In his new book, Present Shock, the media theorist Douglas Rushkoff takes a stab at describing an emergent cultural phenomenon. According to his subtitle, everything happens now, and that’s problematic, leaving us marooned in a timeless space, struggling with endless streams of sensory input, the collapse of narrative, and an inability to cope with the speed and asymmetrical power of digital media. Whereas corporations, for example, once put products out in the world and waited for a response, they’re now overpowered by instantaneous feedback loops, by the immediate, perfervid response of social media, which prevents them from observing patterns and making long-term plans.

It’s easy to recognize some of the qualities of the world that is presented by Rushkoff. Yet he fails the distinction test; much of what Rushkoff describes is either not very new or not connected in the ways he claims. Instead, Rushkoff has created an elaborate system of meaning, one built on unwieldy neologisms, peculiar readings of popular culture, and a tendency toward abstraction. There’s some meta-irony here since Rushkoff fails to create a convincing narrative about the end of narrative itself, and despite his warnings about searching for patterns when surrounded by so much feedback and noise, he doesn’t connect his own data points into a persuasive model.

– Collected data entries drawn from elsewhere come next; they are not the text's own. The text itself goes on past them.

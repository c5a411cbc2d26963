//! Configuração de handles
//!
//! Valores vêm de código (`QubitConfig::default()` + `with_*`) ou do
//! ambiente / `.env`:
//!
//! - `QLINK_OWNER_TAG`
//! - `QLINK_DECOHERE_TIMEOUT_MS`
//! - `QLINK_POLL_INTERVAL_MS`
//! - `QLINK_SEED`
//! - `QLINK_SHM_DIR`

use once_cell::sync::Lazy;
use qlink_cell::{CellStore, OpenMode, ShmStore};
use serde::{Deserialize, Serialize};
use std::env;
use std::path::PathBuf;
use std::sync::Arc;
use std::time::Duration;

use crate::error::{QubitError, QubitResult};

pub const DEFAULT_DECOHERE_TIMEOUT_MS: u64 = qlink_cell::INITIAL_DECOHERE_TIMEOUT_MS;
pub const DEFAULT_POLL_INTERVAL_MS: u64 = 100;

static DOTENV_INIT: Lazy<()> = Lazy::new(|| {
    let _ = dotenv::dotenv();
});

#[inline]
fn ensure_loaded() {
    let _ = &*DOTENV_INIT;
}

/// Parâmetros de construção de um `QubitHandle`
#[derive(Debug, Clone, PartialEq, Eq, Serialize, Deserialize)]
#[serde(default)]
pub struct QubitConfig {
    /// Tag do dono lógico da célula
    pub owner_tag: u32,
    /// Prazo até o colapso forçado (0 colapsa no próximo ciclo do monitor)
    pub decohere_timeout_ms: u64,
    /// Intervalo de verificação do monitor
    pub poll_interval_ms: u64,
    /// Tratamento de uma célula já existente
    pub open_mode: OpenMode,
    /// Semente fixa para amostragem reprodutível
    pub seed: Option<u64>,
}

impl Default for QubitConfig {
    fn default() -> Self {
        Self {
            owner_tag: 1,
            decohere_timeout_ms: DEFAULT_DECOHERE_TIMEOUT_MS,
            poll_interval_ms: DEFAULT_POLL_INTERVAL_MS,
            open_mode: OpenMode::OpenOrCreate,
            seed: None,
        }
    }
}

impl QubitConfig {
    pub fn new() -> Self {
        Self::default()
    }

    /// Defaults sobrescritos pelas variáveis `QLINK_*`
    pub fn from_env() -> QubitResult<Self> {
        ensure_loaded();
        Self::from_lookup(|key| env::var(key).ok())
    }

    /// Como `from_env`, com uma fonte de variáveis arbitrária
    pub fn from_lookup<F>(lookup: F) -> QubitResult<Self>
    where
        F: Fn(&str) -> Option<String>,
    {
        fn parse<T: std::str::FromStr>(key: &str, raw: Option<String>) -> QubitResult<Option<T>> {
            raw.map(|v| {
                v.trim()
                    .parse()
                    .map_err(|_| QubitError::InvalidConfig(format!("{key}={v}")))
            })
            .transpose()
        }

        let mut config = Self::default();
        if let Some(tag) = parse::<u32>("QLINK_OWNER_TAG", lookup("QLINK_OWNER_TAG"))? {
            config.owner_tag = tag;
        }
        if let Some(ms) = parse::<u64>("QLINK_DECOHERE_TIMEOUT_MS", lookup("QLINK_DECOHERE_TIMEOUT_MS"))? {
            config.decohere_timeout_ms = ms;
        }
        if let Some(ms) = parse::<u64>("QLINK_POLL_INTERVAL_MS", lookup("QLINK_POLL_INTERVAL_MS"))? {
            config.poll_interval_ms = ms;
        }
        config.seed = parse::<u64>("QLINK_SEED", lookup("QLINK_SEED"))?;
        config.validate()?;
        Ok(config)
    }

    pub fn with_owner_tag(mut self, owner_tag: u32) -> Self {
        self.owner_tag = owner_tag;
        self
    }

    pub fn with_decohere_timeout(mut self, timeout: Duration) -> Self {
        self.decohere_timeout_ms = timeout.as_millis() as u64;
        self
    }

    pub fn with_poll_interval(mut self, interval: Duration) -> Self {
        self.poll_interval_ms = interval.as_millis() as u64;
        self
    }

    pub fn with_open_mode(mut self, mode: OpenMode) -> Self {
        self.open_mode = mode;
        self
    }

    pub fn with_seed(mut self, seed: u64) -> Self {
        self.seed = Some(seed);
        self
    }

    pub fn decohere_timeout(&self) -> Duration {
        Duration::from_millis(self.decohere_timeout_ms)
    }

    pub fn poll_interval(&self) -> Duration {
        Duration::from_millis(self.poll_interval_ms)
    }

    pub fn validate(&self) -> QubitResult<()> {
        if self.poll_interval_ms == 0 {
            return Err(QubitError::InvalidConfig("poll_interval_ms must be > 0".into()));
        }
        Ok(())
    }
}

/// Diretório do namespace: `QLINK_SHM_DIR` ou o padrão do sistema
pub fn shm_dir() -> PathBuf {
    ensure_loaded();
    env::var_os("QLINK_SHM_DIR")
        .map(PathBuf::from)
        .unwrap_or_else(ShmStore::default_root)
}

/// Store compartilhado usado por `QubitHandle::new` e `unlink`
pub fn default_store() -> QubitResult<Arc<dyn CellStore>> {
    let store: Arc<dyn CellStore> = Arc::new(ShmStore::new(shm_dir())?);
    Ok(store)
}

Rushkoff’s title is a riff on Future Shock, the 1970 bestseller in which futurist Alvin Toffler described a society overwhelmed by “too much change in too short a time.” Toffler’s thesis hasn’t aged well—and has long had its critics—but it drew on some notable ideas of the time, such as the concept of “information overload.” It was the dawn of mass media and the golden age of disaster movies; U.S. soldiers were dying en masse in Vietnam as Nixon skulked through the White House; a bestselling book, The Population Bomb, had predicted an impending mass starvation due to overpopulation; science fiction’s utopian visions had moldered into something darker; the Cold War was stagnating, as the economy would later in the decade. There were reasons, in other words, to worry about the pace of change and our ability to keep up.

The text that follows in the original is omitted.